▸ **INFORMATION PROVIDED**
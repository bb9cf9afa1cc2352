/// Generated avatar used when a user has not uploaded an image.
pub fn fallback_avatar(name: &str) -> String {
    let name = if name.trim().is_empty() { "User" } else { name };
    format!(
        "https://ui-avatars.com/api/?name={}&background=random",
        urlencoding::encode(name)
    )
}

/// Returns `image` when set, otherwise the generated avatar for `name`.
pub fn resolve_avatar(image: Option<&str>, name: &str) -> String {
    match image {
        Some(image) if !image.trim().is_empty() => image.to_string(),
        _ => fallback_avatar(name),
    }
}
use super::{
    apply_write, sort_records, CollectionRef, DocumentStore, FieldWrite, Patch, Query, Record,
    SnapshotStream, StoreError, StoreResult,
};
use async_trait::async_trait;
use futures::stream::{self, StreamExt};
use serde_json::{Map, Value};
use std::collections::{BTreeMap, HashMap};
use std::sync::{Arc, Mutex};
use tokio::sync::broadcast::{self, error::RecvError};
use tokio::sync::RwLock;

const CHANGE_CHANNEL_CAPACITY: usize = 64;

type Collection = BTreeMap<String, Map<String, Value>>;

/// In-process document store. Used for local development
/// (`STORE_BACKEND=memory`) and as the base of the test doubles.
#[derive(Clone, Default)]
pub struct MemoryStore {
    inner: Arc<Inner>,
}

#[derive(Default)]
struct Inner {
    collections: RwLock<HashMap<String, Collection>>,
    changes: Mutex<HashMap<String, broadcast::Sender<()>>>,
}

impl Inner {
    fn change_sender(&self, path: &str) -> broadcast::Sender<()> {
        let mut changes = match self.changes.lock() {
            Ok(guard) => guard,
            Err(poisoned) => poisoned.into_inner(),
        };
        changes
            .entry(path.to_string())
            .or_insert_with(|| broadcast::channel(CHANGE_CHANNEL_CAPACITY).0)
            .clone()
    }

    fn notify(&self, path: &str) {
        // No receivers is fine.
        let _ = self.change_sender(path).send(());
    }

    async fn snapshot(&self, query: &Query) -> Vec<Record> {
        let collections = self.collections.read().await;
        let mut records: Vec<Record> = collections
            .get(&query.collection.to_string())
            .map(|docs| {
                docs.iter()
                    .map(|(id, data)| Record::new(id.clone(), data.clone()))
                    .collect()
            })
            .unwrap_or_default();
        if let Some(order) = &query.order_by {
            sort_records(&mut records, order);
        }
        records
    }
}

impl MemoryStore {
    pub fn new() -> Self {
        Self::default()
    }

    /// Inserts a document under a caller-chosen id, replacing any previous one.
    pub async fn insert_with_id(&self, collection: &CollectionRef, id: &str, data: Map<String, Value>) {
        let path = collection.to_string();
        {
            let mut collections = self.inner.collections.write().await;
            collections.entry(path.clone()).or_default().insert(id.to_string(), data);
        }
        self.inner.notify(&path);
    }
}

#[async_trait]
impl DocumentStore for MemoryStore {
    async fn get(&self, collection: &CollectionRef, id: &str) -> StoreResult<Option<Record>> {
        let collections = self.inner.collections.read().await;
        Ok(collections
            .get(&collection.to_string())
            .and_then(|docs| docs.get(id))
            .map(|data| Record::new(id, data.clone())))
    }

    async fn list(&self, query: &Query) -> StoreResult<Vec<Record>> {
        Ok(self.inner.snapshot(query).await)
    }

    async fn create(&self, collection: &CollectionRef, patch: Patch) -> StoreResult<String> {
        let id = uuid::Uuid::new_v4().simple().to_string();
        let mut data = Map::new();
        for (field, write) in patch.writes() {
            match write {
                // A fresh document has nothing to remove from.
                FieldWrite::ArrayRemove(_) => {
                    data.insert(field.clone(), Value::Array(Vec::new()));
                }
                other => apply_write(&mut data, field, other),
            }
        }

        let path = collection.to_string();
        {
            let mut collections = self.inner.collections.write().await;
            collections.entry(path.clone()).or_default().insert(id.clone(), data);
        }
        self.inner.notify(&path);
        Ok(id)
    }

    async fn update(&self, collection: &CollectionRef, id: &str, patch: Patch) -> StoreResult<()> {
        let path = collection.to_string();
        {
            let mut collections = self.inner.collections.write().await;
            let data = collections
                .get_mut(&path)
                .and_then(|docs| docs.get_mut(id))
                .ok_or_else(|| StoreError::NotFound(format!("{}/{}", path, id)))?;
            for (field, write) in patch.writes() {
                apply_write(data, field, write);
            }
        }
        self.inner.notify(&path);
        Ok(())
    }

    async fn delete(&self, collection: &CollectionRef, id: &str) -> StoreResult<()> {
        let path = collection.to_string();
        let removed = {
            let mut collections = self.inner.collections.write().await;
            collections
                .get_mut(&path)
                .and_then(|docs| docs.remove(id))
                .is_some()
        };
        if removed {
            self.inner.notify(&path);
        }
        Ok(())
    }

    async fn watch(&self, query: &Query) -> StoreResult<SnapshotStream> {
        // Subscribe before the first read so no change slips between them.
        let rx = self.inner.change_sender(&query.collection.to_string()).subscribe();
        let inner = self.inner.clone();
        let query = query.clone();

        let snapshots = stream::unfold(
            (inner, query, rx, true),
            |(inner, query, mut rx, first)| async move {
                if !first {
                    match rx.recv().await {
                        // Lagged receivers still get a full snapshot.
                        Ok(()) | Err(RecvError::Lagged(_)) => {}
                        Err(RecvError::Closed) => return None,
                    }
                }
                let snapshot = inner.snapshot(&query).await;
                Some((Ok(snapshot), (inner, query, rx, false)))
            },
        );

        Ok(snapshots.boxed())
    }

    fn backend(&self) -> &'static str {
        "memory"
    }
}
mod api;
mod config;
mod database;
mod jobs;
mod middleware;
mod models;
mod services;
mod state;
mod store;
mod sync;
mod utils;

use actix_cors::Cors;
use actix_web::{middleware::Logger, web, App, HttpServer};
use config::{AppConfig, StoreBackend};
use dotenv::dotenv;
use state::AppState;
use std::sync::Arc;
use store::{DocumentStore, MemoryStore, MongoStore};
use utoipa::OpenApi;
use utoipa_swagger_ui::SwaggerUi;

#[actix_web::main]
async fn main() -> std::io::Result<()> {
    // Load environment variables
    dotenv().ok();

    // Initialize logger
    env_logger::init_from_env(env_logger::Env::new().default_filter_or("info"));

    let config = AppConfig::from_env()
        .map_err(|e| std::io::Error::new(std::io::ErrorKind::InvalidInput, e))?;

    log::info!("🚀 Starting Forum Sync Service...");

    let store: Arc<dyn DocumentStore> = match config.store_backend {
        StoreBackend::Mongo => {
            let url = config.database_url.as_deref().unwrap_or_default();
            let db = database::MongoDB::new(url)
                .await
                .map_err(|e| std::io::Error::new(std::io::ErrorKind::Other, e.to_string()))?;
            log::info!("✅ MongoDB connected successfully");
            Arc::new(MongoStore::new(db))
        }
        StoreBackend::Memory => {
            log::warn!("⚠️  Using in-memory store, data is lost on restart");
            Arc::new(MemoryStore::new())
        }
    };

    let state = AppState::new(config, store);
    let config = state.config.clone();
    let (host, port) = (config.host.clone(), config.port);

    log::info!("📅 Starting background jobs...");
    jobs::purge_sweeper::start_purge_sweeper(state.cascade.clone(), config.purge_sweep_interval_secs);

    let state_data = web::Data::new(state);

    log::info!("🌐 Server starting on {}:{}", host, port);
    log::info!("📚 Swagger UI available at: http://{}:{}/swagger-ui/", host, port);
    log::info!("📄 OpenAPI spec at: http://{}:{}/api-docs/openapi.json", host, port);

    HttpServer::new(move || {
        let cors = config
            .allowed_origins
            .iter()
            .fold(Cors::default(), |cors, origin| cors.allowed_origin(origin))
            .allowed_methods(vec!["GET", "POST", "PUT", "DELETE", "OPTIONS"])
            .allowed_headers(vec![
                actix_web::http::header::AUTHORIZATION,
                actix_web::http::header::CONTENT_TYPE,
                actix_web::http::header::ACCEPT,
                actix_web::http::header::CACHE_CONTROL,
            ])
            .expose_headers(vec![actix_web::http::header::CONTENT_TYPE])
            .supports_credentials()
            .max_age(3600);

        let openapi = api::swagger::ApiDoc::openapi();
        let jwt_secret = config.jwt_secret.clone();

        App::new()
            .app_data(state_data.clone())
            .wrap(cors)
            .wrap(Logger::default())
            .service(
                SwaggerUi::new("/swagger-ui/{_:.*}")
                    .url("/api-docs/openapi.json", openapi)
            )
            .configure(move |cfg| api::configure(cfg, &jwt_secret))
    })
    .bind(format!("{}:{}", host, port))?
    .run()
    .await
}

▸ **YOUR OBJECTIVE**
From the entries above, show each line that includes the string "DocumentStore".

▸ **SOLUTION TO THIS TASK**
    apply_write, sort_records, CollectionRef, DocumentStore, FieldWrite, Patch, Query, Record,
impl DocumentStore for MemoryStore {
use store::{DocumentStore, MemoryStore, MongoStore};
    let store: Arc<dyn DocumentStore> = match config.store_backend {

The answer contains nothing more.